Cell viability was determined by Trypan blue staining (0.4%) using standard methods, and terminal deoxynucleotidyl transferase dUTP nick end labeling (TUNEL) assays were performed according to the manufacturer's instructions (Roche, Indianapolis, IN).
We raised monoclonal antibodies against human Cdc7-Dbf4 kinase and screened normal cells, the NCI-60 tumor cell lines plus five additional leukemia cell lines for Cdc7 and Dbf4 protein abundance. (We did not have access to the NCI-60 cell lines RXF-393, LOX IMVI, and MDA-N.)We were unable to detect Cdc7 protein in normal tissues of different origins relative to β-actin (Figure 1A). We also investigated the expression of the Cdc7 protein in whole-cell extracts from normal human fetal lung fibroblasts (WI-38), normal human lung fibroblasts (IMR-90 Figure 1B), and from bone marrow mononuclear cells (data not shown) and only detected a signal for Cdc7 protein in the IMR-90 cells. Because we can detect subnanogram amounts of recombinant Cdc7-Dbf4 proteins using our monoclonal antibodies, these data suggest that Cdc7-Dbf4 protein levels are quite low in normal cell lines and perhaps absent in postmitotic cells.
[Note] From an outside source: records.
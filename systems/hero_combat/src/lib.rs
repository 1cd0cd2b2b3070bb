#![deny(
    unsafe_code,
    missing_docs,
    dead_code,
    unused_results,
    non_snake_case,
    unreachable_pub
)]

//! Hero basic attack system.
//!
//! The hero only swings while standing still. Each swing strikes the nearest
//! targetable enemy inside the attack range and consumes a primed crit if
//! one is waiting.

use log::debug;
use nova_defence_core::{
    geometry::{angle_to_target, distance_2d},
    EnemyId, Event, Vec3,
};
use nova_defence_system_enemy_health::{damage_enemy, is_targetable};
use nova_defence_world::World;

/// Hero combat system.
#[derive(Debug, Default)]
pub struct HeroCombat;

impl HeroCombat {
    /// Creates the hero combat system.
    #[must_use]
    pub fn new() -> Self {
        Self
    }

    /// Resolves at most one basic attack.
    pub fn handle(&mut self, world: &mut World, out_events: &mut Vec<Event>) {
        let now = world.clock();
        let hero = world.hero();
        if hero.is_moving {
            return;
        }

        let origin = hero.position;
        let range = hero.attack_range;
        let Some((target, aim)) = nearest_target(world, origin, range) else {
            world.hero_mut().target = None;
            return;
        };

        let hero = world.hero();
        if hero.attack_speed <= 0.0 {
            return;
        }
        let cooldown = 1.0 / hero.attack_speed;
        if hero
            .last_attack_time
            .is_some_and(|last| now - last < cooldown)
        {
            return;
        }

        let hero = world.hero_mut();
        let crit = hero.consume_crit();
        let damage = hero.damage * crit.unwrap_or(1.0);
        hero.last_attack_time = Some(now);
        hero.rotation = angle_to_target(origin, aim);
        hero.target = Some(target);
        let hero_id = hero.id;

        let dealt = damage_enemy(world, target, damage, false, out_events);
        debug!(
            "hero {} struck enemy {} for {dealt}",
            hero_id.get(),
            target.get()
        );
        out_events.push(Event::HeroAttacked {
            hero: hero_id,
            target,
            damage: dealt,
            critical: crit.is_some(),
        });
    }
}

fn nearest_target(world: &World, origin: Vec3, range: f32) -> Option<(EnemyId, Vec3)> {
    world
        .enemies()
        .filter(|enemy| is_targetable(enemy))
        .map(|enemy| (enemy.id, enemy.position, distance_2d(origin, enemy.position)))
        .filter(|&(_, _, distance)| distance <= range)
        .min_by(|a, b| a.2.total_cmp(&b.2))
        .map(|(id, position, _)| (id, position))
}
/// Events broadcast by the simulation so collaborators can react.
#[derive(Clone, Debug, PartialEq)]
pub enum Event {
    /// The session phase changed.
    PhaseChanged {
        /// Phase before the transition.
        from: GamePhase,
        /// Phase after the transition.
        to: GamePhase,
    },
    /// A wave began spawning.
    WaveStarted {
        /// One-based number of the wave.
        wave: u32,
        /// Number of enemies queued for the wave.
        enemies: u32,
    },
    /// Every enemy of a wave has been removed.
    WaveCompleted {
        /// One-based number of the wave.
        wave: u32,
        /// Currency awarded for clearing the wave.
        bonus: u32,
    },
    /// The final configured wave has been cleared.
    AllWavesCompleted,
    /// An enemy entered the field.
    EnemySpawned {
        /// Identifier of the new enemy.
        enemy: EnemyId,
        /// Archetype of the new enemy.
        kind: EnemyKind,
        /// Location where the enemy appeared.
        position: Vec3,
    },
    /// Damage was applied to an enemy.
    EnemyDamaged {
        /// Enemy that received the damage.
        enemy: EnemyId,
        /// Damage that was applied after mitigation.
        amount: f32,
        /// Position of the enemy when hit.
        position: Vec3,
    },
    /// An enemy sidestepped a hit.
    EnemyDodged {
        /// Enemy that dodged.
        enemy: EnemyId,
        /// Position of the enemy when it dodged.
        position: Vec3,
    },
    /// An enemy was killed and removed.
    EnemyDied {
        /// Enemy that died.
        enemy: EnemyId,
        /// Archetype of the enemy.
        kind: EnemyKind,
        /// Position of the enemy at death.
        position: Vec3,
        /// Currency granted for the kill.
        reward: u32,
    },
    /// A dying enemy split into smaller copies.
    EnemySplit {
        /// Enemy that split.
        parent: EnemyId,
        /// Identifiers of the offspring.
        offspring: Vec<EnemyId>,
    },
    /// An enemy walked off the end of the path.
    EnemyReachedEnd {
        /// Enemy that escaped.
        enemy: EnemyId,
        /// Archetype of the enemy.
        kind: EnemyKind,
        /// Lives removed by the escape.
        damage: u32,
    },
    /// An enemy teleported forward along the path.
    EnemyTeleported {
        /// Enemy that teleported.
        enemy: EnemyId,
        /// Segment the enemy left.
        from_segment: usize,
        /// Segment the enemy arrived in.
        to_segment: usize,
    },
    /// An enemy dug underground.
    EnemyBurrowed {
        /// Enemy that burrowed.
        enemy: EnemyId,
        /// Position where it went under.
        position: Vec3,
    },
    /// A burrowed enemy resurfaced.
    EnemySurfaced {
        /// Enemy that surfaced.
        enemy: EnemyId,
        /// Position where it came up.
        position: Vec3,
    },
    /// A trailing enemy reached its trail interval.
    TrailMarked {
        /// Enemy leaving the trail.
        enemy: EnemyId,
        /// Position of the trail mark.
        position: Vec3,
    },
    /// The player lost lives.
    LivesLost {
        /// Lives removed.
        amount: u32,
        /// Lives left afterwards.
        remaining: u32,
    },
    /// A tower was purchased.
    TowerPlaced {
        /// Identifier allocated to the tower.
        tower: TowerId,
        /// Archetype of the tower.
        kind: TowerKind,
        /// Spot now hosting the tower.
        spot: SpotId,
        /// Currency spent.
        cost: u32,
    },
    /// A tower advanced one tier.
    TowerUpgraded {
        /// Upgraded tower.
        tower: TowerId,
        /// Tier reached.
        tier: TowerTier,
        /// Currency spent.
        cost: u32,
    },
    /// A tower was sold.
    TowerSold {
        /// Sold tower.
        tower: TowerId,
        /// Spot that became free.
        spot: SpotId,
        /// Currency refunded.
        refund: u32,
    },
    /// A placement request was refused.
    TowerPlacementRejected {
        /// Requested archetype.
        kind: TowerKind,
        /// Requested spot.
        spot: SpotId,
        /// Reason for the refusal.
        reason: PlacementError,
    },
    /// An upgrade request was refused.
    TowerUpgradeRejected {
        /// Tower the request targeted.
        tower: TowerId,
        /// Requested tier.
        tier: TowerTier,
        /// Reason for the refusal.
        reason: UpgradeError,
    },
    /// A sale request was refused.
    TowerSaleRejected {
        /// Tower the request targeted.
        tower: TowerId,
        /// Reason for the refusal.
        reason: SaleError,
    },
    /// A tower launched a projectile.
    TowerFired {
        /// Tower that fired.
        tower: TowerId,
        /// Archetype of the tower.
        kind: TowerKind,
        /// Projectile that was launched.
        projectile: ProjectileId,
        /// Muzzle position.
        position: Vec3,
        /// Enemy the shot was aimed at.
        target: EnemyId,
    },
    /// A projectile reached its aim point.
    ProjectileImpact {
        /// Projectile that hit.
        projectile: ProjectileId,
        /// Impact position.
        position: Vec3,
        /// Whether the impact was a splash detonation.
        splash: bool,
    },
    /// The hero landed a basic attack.
    HeroAttacked {
        /// Attacking hero.
        hero: HeroId,
        /// Enemy that was struck.
        target: EnemyId,
        /// Damage applied after mitigation.
        damage: f32,
        /// Whether a pending crit was consumed.
        critical: bool,
    },
    /// The hero cast an ability.
    AbilityCast {
        /// Casting hero.
        hero: HeroId,
        /// Kit of the caster.
        kind: HeroKind,
        /// Slot that was activated.
        slot: AbilitySlot,
        /// Hero position after the cast resolved.
        position: Vec3,
        /// Whether the cast was an ultimate, which warrants a stronger effect.
        ultimate: bool,
    },
    /// The hero record was replaced by another kit.
    HeroSwitched {
        /// Identifier of the new hero record.
        hero: HeroId,
        /// Kit of the new hero.
        kind: HeroKind,
    },
}
//! Scripted player that keeps a headless match busy.

use nova_defence_core::{geometry::distance_2d, AbilitySlot, Command, GamePhase, TowerKind};
use nova_defence_world::{query, World};

const CAST_ORDER: [AbilitySlot; 3] = [
    AbilitySlot::Ultimate,
    AbilitySlot::First,
    AbilitySlot::Second,
];

/// Issues the commands a simple player would: build, upgrade, fight.
#[derive(Debug, Default)]
pub(crate) struct Autopilot {
    next_kind: usize,
}

impl Autopilot {
    /// Commands to submit before the next tick.
    pub(crate) fn orders(&mut self, world: &World) -> Vec<Command> {
        match world.phase() {
            GamePhase::Menu => return vec![Command::StartGame],
            GamePhase::Playing => {}
            GamePhase::Paused | GamePhase::Won | GamePhase::Lost => return Vec::new(),
        }

        let mut orders = Vec::new();
        if let Some(order) = self.build_or_upgrade(world) {
            orders.push(order);
        }
        orders.extend(hero_orders(world));
        orders
    }

    fn build_or_upgrade(&mut self, world: &World) -> Option<Command> {
        let kind = TowerKind::ALL[self.next_kind % TowerKind::ALL.len()];
        let free_spot = world.spots().iter().find(|spot| !spot.occupied);
        if let Some(spot) = free_spot {
            if !query::can_afford_tower(world, kind) {
                return None;
            }
            self.next_kind += 1;
            return Some(Command::PlaceTower {
                kind,
                spot: spot.id,
            });
        }

        world.tower_ids().into_iter().find_map(|tower| {
            query::available_upgrades(world, tower)
                .into_iter()
                .find(|option| option.affordable)
                .map(|option| Command::UpgradeTower {
                    tower,
                    tier: option.tier,
                })
        })
    }
}

fn hero_orders(world: &World) -> Vec<Command> {
    let hero = world.hero();
    let nearest = world
        .enemies()
        .filter(|enemy| !enemy.is_burrowed())
        .map(|enemy| (distance_2d(hero.position, enemy.position), enemy.position))
        .min_by(|a, b| a.0.total_cmp(&b.0));
    let Some((distance, position)) = nearest else {
        return Vec::new();
    };

    let mut orders = Vec::new();
    if distance > hero.attack_range && !hero.is_moving && !hero.is_rooted() {
        orders.push(Command::MoveHero {
            x: position.x,
            z: position.z,
        });
    }
    if let Some(slot) = CAST_ORDER
        .into_iter()
        .find(|&slot| hero.abilities.get(slot).is_ready())
    {
        orders.push(Command::ActivateAbility { slot });
    }
    orders
}
#![deny(
    unsafe_code,
    missing_docs,
    dead_code,
    unused_results,
    non_snake_case,
    unreachable_pub
)]

//! Wave director that turns the configured wave schedule into timed spawns.
//!
//! The director is a small state machine. Between waves it waits for a
//! manual start command or an optional countdown. While spawning it drains a
//! flattened queue whose delays are measured from the previous spawn. Once
//! the queue is empty it waits for the field to clear, pays the completion
//! bonus and re-arms for the next wave.

use std::collections::VecDeque;

use log::{error, info};
use nova_defence_core::{Command, EnemyKind, Event};
use nova_defence_world::World;

/// Observable state of the wave director.
#[derive(Clone, Copy, Debug, PartialEq)]
pub enum WavePhase {
    /// No wave is running.
    BetweenWaves {
        /// Seconds until the next wave starts on its own, if auto start is armed.
        countdown: Option<f32>,
    },
    /// Enemies of the current wave are still queued.
    Spawning,
    /// Every enemy of the current wave has spawned; waiting for the field to clear.
    WaitingForClear,
    /// Every configured wave has been cleared.
    Complete,
}

#[derive(Clone, Copy, Debug, PartialEq)]
struct QueuedSpawn {
    kind: EnemyKind,
    delay: f32,
}

/// Drives wave starts, spawn timing and wave completion.
#[derive(Debug)]
pub struct WaveDirector {
    phase: WavePhase,
    queue: VecDeque<QueuedSpawn>,
    timer: f32,
}

impl Default for WaveDirector {
    fn default() -> Self {
        Self {
            phase: WavePhase::BetweenWaves { countdown: None },
            queue: VecDeque::new(),
            timer: 0.0,
        }
    }
}

impl WaveDirector {
    /// Creates an idle director; call [`WaveDirector::initialize`] before use.
    #[must_use]
    pub fn new() -> Self {
        Self::default()
    }

    /// Loads the wave schedule into the world and arms the first wave.
    pub fn initialize(&mut self, world: &mut World) {
        let total = u32::try_from(world.config().waves.len()).unwrap_or(u32::MAX);
        world.set_total_waves(total);
        self.queue.clear();
        self.timer = 0.0;
        self.phase = if total == 0 {
            WavePhase::Complete
        } else {
            WavePhase::BetweenWaves {
                countdown: world.config().wave_schedule.first_wave_delay,
            }
        };
    }

    /// Current director state.
    #[must_use]
    pub fn phase(&self) -> WavePhase {
        self.phase
    }

    /// Number of enemies still queued for the running wave.
    #[must_use]
    pub fn queued(&self) -> usize {
        self.queue.len()
    }

    /// Consumes start commands, then advances the director by `dt` seconds.
    pub fn handle(
        &mut self,
        commands: &[Command],
        world: &mut World,
        dt: f32,
        out_events: &mut Vec<Event>,
    ) {
        if commands
            .iter()
            .any(|command| matches!(command, Command::StartNextWave))
        {
            let _ = self.start_next_wave(world, out_events);
        }
        self.update(world, dt, out_events);
    }

    /// Starts the next configured wave.
    ///
    /// Returns `false` without touching anything when a wave is already
    /// running or every wave has been played.
    pub fn start_next_wave(&mut self, world: &mut World, out_events: &mut Vec<Event>) -> bool {
        let status = world.wave_status();
        if status.wave_in_progress || status.current_wave >= status.total_waves {
            return false;
        }
        let Some(wave) = world.config().waves.get(status.current_wave as usize) else {
            return false;
        };

        self.queue = wave
            .enemies
            .iter()
            .flat_map(|group| {
                (0..group.count).map(move |member| QueuedSpawn {
                    kind: group.kind,
                    delay: if member == 0 { 0.0 } else { group.spawn_delay },
                })
            })
            .collect();
        self.timer = 0.0;
        self.phase = WavePhase::Spawning;

        let enemies = u32::try_from(self.queue.len()).unwrap_or(u32::MAX);
        let number = status.current_wave + 1;
        world.begin_wave(enemies);
        info!("wave {number} started with {enemies} enemies");
        out_events.push(Event::WaveStarted {
            wave: number,
            enemies,
        });
        true
    }

    /// Advances countdowns, spawns due enemies and detects wave clears.
    pub fn update(&mut self, world: &mut World, dt: f32, out_events: &mut Vec<Event>) {
        match self.phase {
            WavePhase::BetweenWaves {
                countdown: Some(remaining),
            } => {
                let remaining = remaining - dt;
                if remaining > 0.0 {
                    self.phase = WavePhase::BetweenWaves {
                        countdown: Some(remaining),
                    };
                    return;
                }
                self.phase = WavePhase::BetweenWaves { countdown: None };
                if !self.start_next_wave(world, out_events) {
                    return;
                }
                self.spawn_due(world, 0.0, out_events);
            }
            WavePhase::Spawning => self.spawn_due(world, dt, out_events),
            WavePhase::WaitingForClear => self.finish_if_clear(world, out_events),
            WavePhase::BetweenWaves { countdown: None } | WavePhase::Complete => {}
        }
    }

    fn spawn_due(&mut self, world: &mut World, dt: f32, out_events: &mut Vec<Event>) {
        self.timer += dt;
        while let Some(head) = self.queue.front().copied() {
            if self.timer < head.delay {
                break;
            }
            let _ = self.queue.pop_front();
            self.timer = 0.0;
            spawn(world, head.kind, out_events);
        }

        if self.queue.is_empty() {
            self.phase = WavePhase::WaitingForClear;
        }
    }

    fn finish_if_clear(&mut self, world: &mut World, out_events: &mut Vec<Event>) {
        if !self.queue.is_empty() || world.enemy_count() > 0 {
            return;
        }

        let number = world.wave_status().current_wave + 1;
        let delay_between_waves = world
            .config()
            .waves
            .get(number as usize - 1)
            .map_or(0.0, |wave| wave.delay_between_waves);
        world.complete_wave();
        let bonus = world.config().economy.wave_bonus(number);
        world.add_currency(bonus);
        info!("wave {number} cleared, bonus {bonus}");
        out_events.push(Event::WaveCompleted {
            wave: number,
            bonus,
        });

        let status = world.wave_status();
        if status.current_wave >= status.total_waves {
            self.phase = WavePhase::Complete;
            info!("all {} waves cleared", status.total_waves);
            out_events.push(Event::AllWavesCompleted);
            return;
        }

        let countdown = world
            .config()
            .wave_schedule
            .auto_advance
            .then_some(delay_between_waves);
        self.phase = WavePhase::BetweenWaves { countdown };
    }
}

fn spawn(world: &mut World, kind: EnemyKind, out_events: &mut Vec<Event>) {
    let position = world.config().map.spawn_point;
    match world.spawn_enemy(kind, position) {
        Ok(enemy) => out_events.push(Event::EnemySpawned {
            enemy,
            kind,
            position,
        }),
        Err(error) => {
            error!("could not spawn {kind:?}: {error}");
            world.decrement_enemies_remaining();
        }
    }
}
In contrast, the Cdc7 protein was overexpressed in ~50% of 62 tumor cell lines relative to β-actin, which has a relatively constant abundance between the different cell lines (Figure 1, C–K). The leukemia cell lines showed a wide range of Cdc7 protein expression (Figure 1F). K-562 (chronic myelogenous leukemia), MOLT-3 (acute lymphocytic leukemia), A3 and Jurkat E6-1 (two Jurkat, acute T-cell leukemia), and MOLT-4 (acute lymphocytic leukemia) exhibited a two- to fivefold increase of Cdc7 protein expression relative to the leukemia lines with lower Cdc7 expression. The higher Cdc7 expression of these cells lines did not correlate with a faster growth rate. Similarly, different levels of Cdc7 protein expression were observed for the central nervous system, colon, lung, melanoma, kidney, ovary, prostate, and breast cancer cell lines (Figure 1). Cdc7 protein was also very abundant in the two prostate cancer cell lines, namely, DU-145 and PC-3 (Figure 1J). We also confirmed that CDC7 and DBF4 mRNA expression was induced in various leukemia cell lines as reported previously  (data not shown).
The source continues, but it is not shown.